[Opening GIVEN DATA section]
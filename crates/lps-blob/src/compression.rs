use std::io::Read;

use bytes::Bytes;
use serde::{Deserialize, Serialize};

use lps_types::ContentEncoding;

use crate::error::{BlobError, BlobResult};

/// When and how overflow bodies are compressed before upload.
#[derive(Clone, Debug, PartialEq, Eq, Serialize, Deserialize)]
#[serde(default)]
pub struct CompressionPolicy {
    /// Encoding to apply, or `None` to store bodies as-is.
    pub encoding: Option<ContentEncoding>,
    /// zstd compression level.
    pub level: i32,
    /// Bodies smaller than this are never compressed.
    pub min_bytes: usize,
}

impl Default for CompressionPolicy {
    fn default() -> Self {
        Self {
            encoding: Some(ContentEncoding::Zstd),
            level: 3,
            min_bytes: 1024,
        }
    }
}

impl CompressionPolicy {
    pub fn disabled() -> Self {
        Self {
            encoding: None,
            ..Self::default()
        }
    }

    /// Encode `body` for storage. Returns the encoding actually applied.
    pub fn apply(&self, body: Bytes) -> BlobResult<(Option<ContentEncoding>, Bytes)> {
        match self.encoding {
            Some(encoding) if body.len() >= self.min_bytes => {
                Ok((Some(encoding), encode(encoding, &body, self.level)?))
            }
            _ => Ok((None, body)),
        }
    }
}

pub fn encode(encoding: ContentEncoding, data: &[u8], level: i32) -> BlobResult<Bytes> {
    match encoding {
        ContentEncoding::Zstd => zstd::encode_all(data, level)
            .map(Bytes::from)
            .map_err(|e| BlobError::Compression(e.to_string())),
    }
}

pub fn decode(encoding: ContentEncoding, data: &[u8]) -> BlobResult<Bytes> {
    match encoding {
        ContentEncoding::Zstd => zstd::decode_all(data)
            .map(Bytes::from)
            .map_err(|e| BlobError::Compression(e.to_string())),
    }
}

/// Decode untrusted bytes, failing once the output passes `limit`.
pub fn decode_bounded(encoding: ContentEncoding, data: &[u8], limit: usize) -> BlobResult<Bytes> {
    let compression = |e: std::io::Error| BlobError::Compression(e.to_string());
    let mut out = Vec::new();
    match encoding {
        ContentEncoding::Zstd => {
            let decoder = zstd::stream::Decoder::new(data).map_err(compression)?;
            decoder
                .take(limit as u64 + 1)
                .read_to_end(&mut out)
                .map_err(compression)?;
        }
    }
    if out.len() > limit {
        return Err(BlobError::TooLarge { limit });
    }
    Ok(Bytes::from(out))
}

/// Decode wire bytes according to an optional encoding marker.
pub fn decode_optional(encoding: Option<ContentEncoding>, data: Bytes) -> BlobResult<Bytes> {
    match encoding {
        Some(encoding) => decode(encoding, &data),
        None => Ok(data),
    }
}

#[cfg(test)]
mod tests {
    use super::*;

    #[test]
    fn small_bodies_stay_plain() {
        let policy = CompressionPolicy::default();
        let (encoding, wire) = policy.apply(Bytes::from_static(b"tiny")).unwrap();
        assert_eq!(encoding, None);
        assert_eq!(wire, Bytes::from_static(b"tiny"));
    }

    #[test]
    fn large_bodies_are_compressed_and_restored() {
        let policy = CompressionPolicy::default();
        let body = Bytes::from("bonjour le monde ".repeat(500));
        let (encoding, wire) = policy.apply(body.clone()).unwrap();
        assert_eq!(encoding, Some(ContentEncoding::Zstd));
        assert!(wire.len() < body.len());
        assert_eq!(decode_optional(encoding, wire).unwrap(), body);
    }

    #[test]
    fn disabled_policy_never_encodes() {
        let body = Bytes::from(vec![7u8; 10_000]);
        let (encoding, wire) = CompressionPolicy::disabled().apply(body.clone()).unwrap();
        assert_eq!(encoding, None);
        assert_eq!(wire, body);
    }

    #[test]
    fn garbage_fails_to_decode() {
        let err = decode(ContentEncoding::Zstd, b"definitely not zstd").unwrap_err();
        assert!(matches!(err, BlobError::Compression(_)));
    }

    #[test]
    fn bounded_decode_stops_at_limit() {
        let wire = encode(ContentEncoding::Zstd, &vec![0u8; 1 << 20], 3).unwrap();
        assert!(wire.len() < 1024);
        let err = decode_bounded(ContentEncoding::Zstd, &wire, 4096).unwrap_err();
        assert_eq!(err, BlobError::TooLarge { limit: 4096 });
        assert_eq!(err.kind(), lps_types::ErrorKind::InvalidArgument);

        let exact = decode_bounded(ContentEncoding::Zstd, &wire, 1 << 20).unwrap();
        assert_eq!(exact.len(), 1 << 20);
    }

    #[test]
    fn bounded_decode_rejects_garbage() {
        let err = decode_bounded(ContentEncoding::Zstd, b"not zstd at all", 1024).unwrap_err();
        assert!(matches!(err, BlobError::Compression(_)));
    }

    #[test]
    fn policy_deserializes_with_defaults() {
        let policy: CompressionPolicy = serde_json::from_str(r#"{"level": 9}"#).unwrap();
        assert_eq!(policy.level, 9);
        assert_eq!(policy.encoding, Some(ContentEncoding::Zstd));
    }
}
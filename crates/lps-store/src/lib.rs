//! Partitioned document storage for the localization payload store.
//!
//! The [`DocumentStore`] trait is the backend boundary: partition-scoped
//! point operations, bounded predicate pages with opaque continuation
//! tokens, and atomic single-partition batches. On top of it:
//!
//! - [`PartitionedRepository`] gives typed create/get/update/scan/delete
//! - [`ChunkedReader`] turns paged scans into restartable chunk sequences
//! - [`BatchWriter`] retries transient batch failures per [`RetryPolicy`]
//!
//! [`InMemoryDocumentStore`] implements the backend for tests and embedding.

pub mod batch;
pub mod chunked;
pub mod document;
pub mod error;
pub mod memory;
pub mod predicate;
pub mod repository;
pub mod retry;
pub mod traits;

pub use batch::BatchWriter;
pub use chunked::ChunkedReader;
pub use document::{Document, StoredDocument, DATA_REFERENCES, METADATA, PAYLOADS};
pub use error::{StoreError, StoreResult, TransientKind};
pub use memory::{InMemoryConfig, InMemoryDocumentStore};
pub use predicate::Predicate;
pub use repository::PartitionedRepository;
pub use retry::RetryPolicy;
pub use traits::{BatchOperation, DocumentStore, Page};
#[cfg(test)]
mod tests {
    use super::*;
    use serde_json::json;

    fn pk(s: &str) -> PartitionKey {
        PartitionKey::new(s).unwrap()
    }

    fn doc(id: &str, partition: &str, kind: &str) -> StoredDocument {
        StoredDocument {
            id: id.into(),
            partition: pk(partition),
            body: json!({"id": id, "kind": kind}),
        }
    }

    async fn seed(store: &InMemoryDocumentStore, n: usize) {
        for i in 0..n {
            store
                .create("c", doc(&format!("d{i:03}"), "p", if i % 2 == 0 { "even" } else { "odd" }))
                .await
                .unwrap();
        }
    }

    // -----------------------------------------------------------------------
    // Point operations
    // -----------------------------------------------------------------------

    #[tokio::test]
    async fn create_read_replace_delete() {
        let store = InMemoryDocumentStore::new();
        store.create("c", doc("a", "p", "x")).await.unwrap();
        let read = store.read("c", &pk("p"), "a").await.unwrap().unwrap();
        assert_eq!(read.body["kind"], "x");

        store.replace("c", doc("a", "p", "y")).await.unwrap();
        let read = store.read("c", &pk("p"), "a").await.unwrap().unwrap();
        assert_eq!(read.body["kind"], "y");

        assert!(store.delete("c", &pk("p"), "a").await.unwrap());
        assert!(!store.delete("c", &pk("p"), "a").await.unwrap());
        assert!(store.read("c", &pk("p"), "a").await.unwrap().is_none());
    }

    #[tokio::test]
    async fn duplicate_create_conflicts() {
        let store = InMemoryDocumentStore::new();
        store.create("c", doc("a", "p", "x")).await.unwrap();
        let err = store.create("c", doc("a", "p", "x")).await.unwrap_err();
        assert!(matches!(err, StoreError::Conflict { .. }));
    }

    #[tokio::test]
    async fn partitions_are_isolated() {
        let store = InMemoryDocumentStore::new();
        store.create("c", doc("a", "p1", "x")).await.unwrap();
        store.create("c", doc("a", "p2", "x")).await.unwrap();
        assert!(store.read("c", &pk("p3"), "a").await.unwrap().is_none());
        assert_eq!(store.count("c", &pk("p1")), 1);
        assert_eq!(store.count("other", &pk("p1")), 0);
    }

    #[tokio::test]
    async fn replace_missing_is_not_found() {
        let store = InMemoryDocumentStore::new();
        let err = store.replace("c", doc("a", "p", "x")).await.unwrap_err();
        assert!(matches!(err, StoreError::NotFound { .. }));
    }

    // -----------------------------------------------------------------------
    // Paging
    // -----------------------------------------------------------------------

    #[tokio::test]
    async fn pages_are_bounded_and_cover_everything() {
        let store = InMemoryDocumentStore::with_config(InMemoryConfig {
            max_page_size: 4,
            ..Default::default()
        });
        seed(&store, 10).await;

        let mut seen = Vec::new();
        let mut token = None;
        loop {
            let page = store
                .query_page("c", &pk("p"), &Predicate::All, token.as_ref(), None)
                .await
                .unwrap();
            assert!(page.documents.len() <= 4);
            seen.extend(page.documents.into_iter().map(|d| d.id));
            match page.continuation {
                Some(t) => token = Some(t),
                None => break,
            }
        }
        let expected: Vec<String> = (0..10).map(|i| format!("d{i:03}")).collect();
        assert_eq!(seen, expected);
    }

    #[tokio::test]
    async fn exact_multiple_has_no_trailing_token() {
        let store = InMemoryDocumentStore::with_config(InMemoryConfig {
            max_page_size: 5,
            ..Default::default()
        });
        seed(&store, 5).await;
        let page = store
            .query_page("c", &pk("p"), &Predicate::All, None, None)
            .await
            .unwrap();
        assert_eq!(page.documents.len(), 5);
        assert!(page.continuation.is_none());
    }

    #[tokio::test]
    async fn predicate_filters_within_page() {
        let store = InMemoryDocumentStore::new();
        seed(&store, 6).await;
        let page = store
            .query_page("c", &pk("p"), &Predicate::eq("kind", "odd"), None, Some(2))
            .await
            .unwrap();
        let ids: Vec<_> = page.documents.iter().map(|d| d.id.as_str()).collect();
        assert_eq!(ids, ["d001", "d003"]);
        assert!(page.continuation.is_some());
    }

    #[tokio::test]
    async fn foreign_tokens_are_rejected() {
        let store = InMemoryDocumentStore::with_config(InMemoryConfig {
            max_page_size: 1,
            ..Default::default()
        });
        seed(&store, 3).await;
        let page = store
            .query_page("c", &pk("p"), &Predicate::All, None, None)
            .await
            .unwrap();
        let token = page.continuation.unwrap();

        let err = store
            .query_page("c", &pk("other"), &Predicate::All, Some(&token), None)
            .await
            .unwrap_err();
        assert!(matches!(err, StoreError::InvalidContinuationToken(_)));

        let other = InMemoryDocumentStore::new();
        let err = other
            .query_page("c", &pk("p"), &Predicate::All, Some(&token), None)
            .await
            .unwrap_err();
        assert!(matches!(err, StoreError::InvalidContinuationToken(_)));

        let garbage = ContinuationToken::new("not a cursor");
        let err = store
            .query_page("c", &pk("p"), &Predicate::All, Some(&garbage), None)
            .await
            .unwrap_err();
        assert!(matches!(err, StoreError::InvalidContinuationToken(_)));
    }

    // -----------------------------------------------------------------------
    // Batches
    // -----------------------------------------------------------------------

    #[tokio::test]
    async fn batch_is_all_or_nothing() {
        let store = InMemoryDocumentStore::new();
        store.create("c", doc("b", "p", "x")).await.unwrap();
        let ops = vec![
            BatchOperation::Create(doc("a", "p", "x")),
            BatchOperation::Create(doc("b", "p", "x")),
        ];
        let err = store.execute_batch("c", &pk("p"), ops).await.unwrap_err();
        assert!(matches!(err, StoreError::Conflict { .. }));
        assert!(store.read("c", &pk("p"), "a").await.unwrap().is_none());
        assert_eq!(store.count("c", &pk("p")), 1);
    }

    #[tokio::test]
    async fn batch_rejects_cross_partition_ops() {
        let store = InMemoryDocumentStore::new();
        let ops = vec![BatchOperation::Upsert(doc("a", "q", "x"))];
        let err = store.execute_batch("c", &pk("p"), ops).await.unwrap_err();
        assert!(matches!(err, StoreError::InvalidArgument(_)));
    }

    #[tokio::test]
    async fn batch_rejects_oversize() {
        let store = InMemoryDocumentStore::with_config(InMemoryConfig {
            max_batch_operations: 2,
            ..Default::default()
        });
        let ops = (0..3)
            .map(|i| BatchOperation::Create(doc(&format!("d{i}"), "p", "x")))
            .collect();
        let err = store.execute_batch("c", &pk("p"), ops).await.unwrap_err();
        assert!(matches!(err, StoreError::InvalidArgument(_)));
    }

    #[tokio::test]
    async fn injected_faults_are_consumed_in_order() {
        let store = InMemoryDocumentStore::new();
        store.fail_next_batches(1, TransientKind::RateLimited);
        let ops = vec![BatchOperation::Create(doc("a", "p", "x"))];
        let err = store
            .execute_batch("c", &pk("p"), ops.clone())
            .await
            .unwrap_err();
        assert!(err.is_transient());
        assert_eq!(store.count("c", &pk("p")), 0);

        store.execute_batch("c", &pk("p"), ops).await.unwrap();
        assert_eq!(store.count("c", &pk("p")), 1);
        assert_eq!(store.batch_attempts(), 2);
    }

    #[tokio::test]
    async fn injected_write_fault_fails_one_write() {
        let store = InMemoryDocumentStore::new();
        store.create("c", doc("a", "p", "x")).await.unwrap();
        store.inject_write_failure(StoreError::transient(TransientKind::ServiceUnavailable, "down"));

        let err = store.replace("c", doc("a", "p", "y")).await.unwrap_err();
        assert!(err.is_transient());
        let kept = store.read("c", &pk("p"), "a").await.unwrap().unwrap();
        assert_eq!(kept, doc("a", "p", "x"));

        store.replace("c", doc("a", "p", "y")).await.unwrap();
        assert!(store.delete("c", &pk("p"), "a").await.unwrap());
    }
}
[Closing GIVEN DATA section]
▸ TO DO: Reproduce each line from the records that contains the word "apply".

▸ EXERCISE OUTPUT:
    /// Encoding to apply, or `None` to store bodies as-is.
    pub fn apply(&self, body: Bytes) -> BlobResult<(Option<ContentEncoding>, Bytes)> {
        let (encoding, wire) = policy.apply(Bytes::from_static(b"tiny")).unwrap();
        let (encoding, wire) = policy.apply(body.clone()).unwrap();
        let (encoding, wire) = CompressionPolicy::disabled().apply(body.clone()).unwrap();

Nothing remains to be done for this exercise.